La Ley establece el procedimiento para su funcionamiento, los organismos involucrados, las cargas y obligaciones de cada uno: el profesional, el Poder Judicial y el Colegio de Abogados, Provincial y Seccional.
Resulta difícil pronosticar cómo funcionará una ley tan esperada por los abogados de nuestra provincia. Sinceramente, los letrados deseamos que funcione cabalmente, pues de ello depende mejorar nuestra calidad de vida: no es raro y a muchos nos ha pasado no poder faltar a una audiencia impostergable aun en situaciones de fallecimiento de un ser querido, o ver en tribunales a las abogadas embarazadas, trabajando hasta que sus cuerpos resisten, o sencillamente, no encontrar el momento para el descanso, por la fatalidad de los plazos.

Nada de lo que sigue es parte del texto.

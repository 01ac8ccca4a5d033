mod terminal;

use anyhow::Result;
use capsule_common::error::LAUNCHER_FAILURE_CODE;
use capsule_common::{LauncherConfig, PullPolicy};
use capsule_engine::{Console, DockerRuntime, SessionLauncher};
use clap::Parser;
use std::path::PathBuf;
use std::sync::Arc;
use tokio_util::sync::CancellationToken;
use tracing::{debug, error, info, warn};

#[derive(Parser, Debug)]
#[command(name = "capsule")]
#[command(about = "Capsule - run an interactive command in a throwaway container", long_about = None)]
struct Cli {
    /// Image to run (defaults to centos:latest)
    image: Option<String>,

    /// Command to run inside the container (defaults to /bin/sh)
    command: Option<String>,

    /// Container name (defaults to capsule-<uuid>)
    #[arg(long)]
    name: Option<String>,

    /// Environment variable for the container, repeatable
    #[arg(short, long = "env", value_name = "KEY=VALUE")]
    env: Vec<String>,

    /// Working directory inside the container
    #[arg(short, long)]
    workdir: Option<String>,

    /// When to pull the image: missing, always or never
    #[arg(long)]
    pull: Option<PullPolicy>,

    /// Runtime endpoint (unix:///var/run/docker.sock, tcp://host:2375)
    #[arg(long)]
    host: Option<String>,

    /// End the session after this many seconds (0 disables the limit)
    #[arg(long, value_name = "SECS")]
    timeout: Option<u64>,

    /// JSON config file
    #[arg(short, long)]
    config: Option<PathBuf>,

    /// Do not allocate a pseudo-terminal
    #[arg(long, default_value = "false")]
    no_tty: bool,
}

#[tokio::main]
async fn main() {
    init_tracing();

    let cli = Cli::parse();
    let code = match run(cli).await {
        Ok(code) => code,
        Err(e) => {
            error!(error = %e, "Launcher setup failed");
            eprintln!("capsule: {:#}", e);
            LAUNCHER_FAILURE_CODE
        }
    };

    // Exit directly: the blocking stdin reader would otherwise hold runtime shutdown
    std::process::exit(code);
}

/// Logs go to stderr; stdout belongs to the container
fn init_tracing() {
    let filter = tracing_subscriber::EnvFilter::try_from_default_env()
        .unwrap_or_else(|_| tracing_subscriber::EnvFilter::new("warn"));
    let builder = tracing_subscriber::fmt()
        .with_env_filter(filter)
        .with_target(false)
        .with_writer(std::io::stderr);

    let json = std::env::var("CAPSULE_LOG_FORMAT")
        .map(|v| v.eq_ignore_ascii_case("json"))
        .unwrap_or(false);
    if json {
        builder.json().init();
    } else {
        builder.init();
    }
}

fn load_config(cli: &Cli) -> Result<LauncherConfig> {
    let mut config = LauncherConfig::resolve(cli.config.as_deref())?;
    apply_cli(cli, &mut config);
    Ok(config)
}

/// Flags win over the file and the environment
fn apply_cli(cli: &Cli, config: &mut LauncherConfig) {
    if let Some(host) = &cli.host {
        config.docker_host = Some(host.clone());
    }
    if let Some(policy) = cli.pull {
        config.pull_policy = policy;
    }
    if let Some(secs) = cli.timeout {
        config.session_timeout_secs = (secs > 0).then_some(secs);
    }
}

/// Returns the process exit code: the container's own, or a launcher code on failure
async fn run(cli: Cli) -> Result<i32> {
    let config = load_config(&cli)?;
    debug!(?config, "Configuration resolved");

    // One client per process, handed to the launcher
    let runtime = match DockerRuntime::connect(config.docker_host.as_deref()) {
        Ok(runtime) => Arc::new(runtime),
        Err(e) => {
            eprintln!("capsule: {}", e);
            return Ok(e.exit_code());
        }
    };
    let launcher = SessionLauncher::new(runtime, config);

    let interactive = !cli.no_tty && terminal::is_interactive();
    let mut request = launcher
        .request(cli.image.as_deref(), cli.command.as_deref())
        .with_tty(interactive)
        .with_env(cli.env);
    if let Some(name) = cli.name {
        request = request.with_name(name);
    }
    if let Some(dir) = cli.workdir {
        request = request.with_working_dir(dir);
    }

    // Like `docker run -i`: end of input closes the container's stdin, the session runs on
    let mut console = Console::new(terminal::events(), terminal::output()).keep_open_on_eof();
    if interactive {
        if let Some(size) = terminal::current_size() {
            console = console.with_initial_size(size);
        }
    }

    let cancel = CancellationToken::new();
    spawn_signal_watch(cancel.clone());

    info!(image = %request.image, command = %request.command, tty = interactive, "Launching session");
    let raw_mode = if interactive {
        Some(terminal::RawModeGuard::enable()?)
    } else {
        None
    };
    let result = launcher.run(request, console, cancel).await;
    drop(raw_mode);

    match result {
        Ok(status) => {
            info!(code = status.code, "Container exited");
            Ok(status.process_code())
        }
        Err(e) => {
            eprintln!("capsule: {}", e);
            Ok(e.exit_code())
        }
    }
}

/// Cancel the session on SIGINT, SIGTERM or SIGHUP.
///
/// In raw mode Ctrl-C is a keystroke for the container, so SIGINT only
/// arrives from outside.
fn spawn_signal_watch(cancel: CancellationToken) {
    tokio::spawn(async move {
        shutdown_signal().await;
        warn!("Received shutdown signal, stopping session...");
        cancel.cancel();
    });
}

#[cfg(unix)]
async fn shutdown_signal() {
    use tokio::signal::unix::{signal, SignalKind};

    let (mut term, mut hangup) = match (signal(SignalKind::terminate()), signal(SignalKind::hangup())) {
        (Ok(term), Ok(hangup)) => (term, hangup),
        _ => {
            warn!("Cannot install SIGTERM/SIGHUP handlers; only Ctrl-C will cancel");
            let _ = tokio::signal::ctrl_c().await;
            return;
        }
    };

    tokio::select! {
        _ = tokio::signal::ctrl_c() => {},
        _ = term.recv() => {},
        _ = hangup.recv() => {},
    }
}

#[cfg(not(unix))]
async fn shutdown_signal() {
    let _ = tokio::signal::ctrl_c().await;
}

#[cfg(test)]
mod tests {
    use super::*;

    #[test]
    fn test_defaults_leave_image_and_command_to_config() {
        let cli = Cli::try_parse_from(["capsule"]).unwrap();
        assert!(cli.image.is_none());
        assert!(cli.command.is_none());
        assert!(!cli.no_tty);
    }

    #[test]
    fn test_positional_image_and_command() {
        let cli = Cli::try_parse_from(["capsule", "alpine:3", "/bin/ash -l"]).unwrap();
        assert_eq!(cli.image.as_deref(), Some("alpine:3"));
        assert_eq!(cli.command.as_deref(), Some("/bin/ash -l"));
    }

    #[test]
    fn test_flags() {
        let cli = Cli::try_parse_from([
            "capsule",
            "--pull",
            "never",
            "-e",
            "TERM=xterm",
            "-e",
            "LANG=C.UTF-8",
            "--timeout",
            "0",
            "--host",
            "tcp://10.0.0.5:2375",
            "ubuntu:24.04",
        ])
        .unwrap();
        assert_eq!(cli.pull, Some(PullPolicy::Never));
        assert_eq!(cli.env, vec!["TERM=xterm", "LANG=C.UTF-8"]);
        assert_eq!(cli.image.as_deref(), Some("ubuntu:24.04"));

        let mut config = LauncherConfig {
            session_timeout_secs: Some(600),
            ..Default::default()
        };
        apply_cli(&cli, &mut config);
        assert_eq!(config.pull_policy, PullPolicy::Never);
        assert_eq!(config.docker_host.as_deref(), Some("tcp://10.0.0.5:2375"));
        assert!(config.session_timeout().is_none());
    }

    #[test]
    fn test_absent_flags_keep_config_values() {
        let cli = Cli::try_parse_from(["capsule"]).unwrap();
        let mut config = LauncherConfig {
            docker_host: Some("unix:///run/user/1000/docker.sock".to_string()),
            pull_policy: PullPolicy::Always,
            session_timeout_secs: Some(30),
            ..Default::default()
        };
        apply_cli(&cli, &mut config);
        assert_eq!(config.docker_host.as_deref(), Some("unix:///run/user/1000/docker.sock"));
        assert_eq!(config.pull_policy, PullPolicy::Always);
        assert_eq!(config.session_timeout(), Some(std::time::Duration::from_secs(30)));
    }

    #[test]
    fn test_rejects_unknown_pull_policy() {
        assert!(Cli::try_parse_from(["capsule", "--pull", "sometimes"]).is_err());
    }
}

No obstante, analizando la situación actual, creo que el éxito de su implementación dependerá más que nunca de los agentes involucrados: los profesionales, quienes deberemos usarlas razonablemente y con lealtad hacia los colegas, evitando su uso abusivo o con fines distorsivos del proceso; el Colegio de Abogados, que deberá modernizar la tramitación de sus expedientes a fin de lograr rapidez y eficiencia, además de contar con suficiente personal humano para poder dar respuesta, en tanto las nuevas licencias suponen una nueva carga para la Institución que cuenta con muy reducido personal; y finalmente, de parte de los señores Jueces y Juzgados, que deberán ser respetuosos del derecho reconocido en cabeza de los letrados, quienes contra todo estadística, también se enferman.